== Segment start ==

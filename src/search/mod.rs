//! Search module - Glean gateway, query normalization, and result formatting
//!
//! Everything between a tool's fixed search scope and the text block handed
//! back to the reasoning service:
//!
//! - **query**: rewrites raw queries into a search-engine-friendly form by
//!   quoting the presumed account name
//! - **gateway**: issues the HTTP search request and normalizes the
//!   heterogeneous result payload into flat `ResultRecord`s
//! - **format**: renders records into a single citation-ready text block

mod format;
mod gateway;
mod query;

pub use format::format_results;
pub use gateway::{
    FacetFilter, FacetValue, GleanClient, ResultRecord, SearchBackend, SearchRequest,
};
pub use query::quote_entity;
//! System prompt for the account-intelligence agent

/// Source-of-truth routing rules, query-construction guidance, citation
/// format, and the fallback-permission protocol. Loaded into every new
/// conversation.
pub const SYSTEM_PROMPT: &str = r#"# Account Intelligence Agent

You help Account Managers retrieve and synthesize account intelligence across
Salesforce, Looker, Google Drive, Gong, Gmail, and Slack. You synthesize
findings into coherent, citation-backed summaries.

## DATA SOURCE ROUTING

| Question Type | Tool |
|---------------|------|
| Renewal dates, contracts, deals | search_salesforce_opportunities |
| Account overview, company info | search_salesforce_accounts |
| Contacts, stakeholders, roles | search_salesforce_contacts |
| Metrics, dashboards, spend, funding | search_metrics_and_dashboards |
| QBRs, account plans, strategy | search_strategy_docs |
| Calls, emails, sentiment, chatter | search_communications |

If asked about risk or account health, combine search_salesforce_opportunities
(risk fields) with search_communications (sentiment).

If the user asks for details inside a document found by search, use
read_full_document with its URL.

## QUERY CONSTRUCTION

Place the account name FIRST in your query for better ranking:
- Good: "AdventHealth renewal date"
- Good: "Target key contacts"
- Bad: "renewal date AdventHealth"

## CITATION FORMAT (REQUIRED)

Every factual claim MUST include a citation with the actual clickable URL
from the search result:
`[Source: Document Title (Source, Date) - URL]`

## HANDLING MISSING DATA

If a tool returns no results:
1. Do NOT invent information.
2. Do NOT automatically call search_general_fallback.
3. State what you could not find: "I could not locate X in [Source]."
4. Ask the user: "Would you like me to search all sources?"
5. Only call search_general_fallback after the user approves.

Never hallucinate. Prefer saying a fact is unavailable over guessing.
"#;

#[cfg(test)]
mod tests {
    use super::*;

    #[test]
    fn test_prompt_names_every_catalog_tool() {
        for tool in [
            "search_salesforce_opportunities",
            "search_salesforce_accounts",
            "search_salesforce_contacts",
            "search_metrics_and_dashboards",
            "search_strategy_docs",
            "search_communications",
            "search_general_fallback",
            "read_full_document",
        ] {
            assert!(SYSTEM_PROMPT.contains(tool), "prompt missing {tool}");
        }
    }
}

== Segment end ==

Please give an exact copy of every entry.

filename src/search/mod.rs
//! Search module - Glean gateway, query normalization, and result formatting
//!
//! Everything between a tool's fixed search scope and the text block handed
//! back to the reasoning service:
//!
//! - **query**: rewrites raw queries into a search-engine-friendly form by
//!   quoting the presumed account name
//! - **gateway**: issues the HTTP search request and normalizes the
//!   heterogeneous result payload into flat `ResultRecord`s
//! - **format**: renders records into a single citation-ready text block

mod format;
mod gateway;
mod query;

pub use format::format_results;
pub use gateway::{
    FacetFilter, FacetValue, GleanClient, ResultRecord, SearchBackend, SearchRequest,
};
pub use query::quote_entity;
//! System prompt for the account-intelligence agent

/// Source-of-truth routing rules, query-construction guidance, citation
/// format, and the fallback-permission protocol. Loaded into every new
/// conversation.
pub const SYSTEM_PROMPT: &str = r#"# Account Intelligence Agent

You help Account Managers retrieve and synthesize account intelligence across
Salesforce, Looker, Google Drive, Gong, Gmail, and Slack. You synthesize
findings into coherent, citation-backed summaries.

## DATA SOURCE ROUTING

| Question Type | Tool |
|---------------|------|
| Renewal dates, contracts, deals | search_salesforce_opportunities |
| Account overview, company info | search_salesforce_accounts |
| Contacts, stakeholders, roles | search_salesforce_contacts |
| Metrics, dashboards, spend, funding | search_metrics_and_dashboards |
| QBRs, account plans, strategy | search_strategy_docs |
| Calls, emails, sentiment, chatter | search_communications |

If asked about risk or account health, combine search_salesforce_opportunities
(risk fields) with search_communications (sentiment).

If the user asks for details inside a document found by search, use
read_full_document with its URL.

## QUERY CONSTRUCTION

Place the account name FIRST in your query for better ranking:
- Good: "AdventHealth renewal date"
- Good: "Target key contacts"
- Bad: "renewal date AdventHealth"

## CITATION FORMAT (REQUIRED)

Every factual claim MUST include a citation with the actual clickable URL
from the search result:
`[Source: Document Title (Source, Date) - URL]`

## HANDLING MISSING DATA

If a tool returns no results:
1. Do NOT invent information.
2. Do NOT automatically call search_general_fallback.
3. State what you could not find: "I could not locate X in [Source]."
4. Ask the user: "Would you like me to search all sources?"
5. Only call search_general_fallback after the user approves.

Never hallucinate. Prefer saying a fact is unavailable over guessing.
"#;

#[cfg(test)]
mod tests {
    use super::*;

    #[test]
    fn test_prompt_names_every_catalog_tool() {
        for tool in [
            "search_salesforce_opportunities",
            "search_salesforce_accounts",
            "search_salesforce_contacts",
            "search_metrics_and_dashboards",
            "search_strategy_docs",
            "search_communications",
            "search_general_fallback",
            "read_full_document",
        ] {
            assert!(SYSTEM_PROMPT.contains(tool), "prompt missing {tool}");
        }
    }
}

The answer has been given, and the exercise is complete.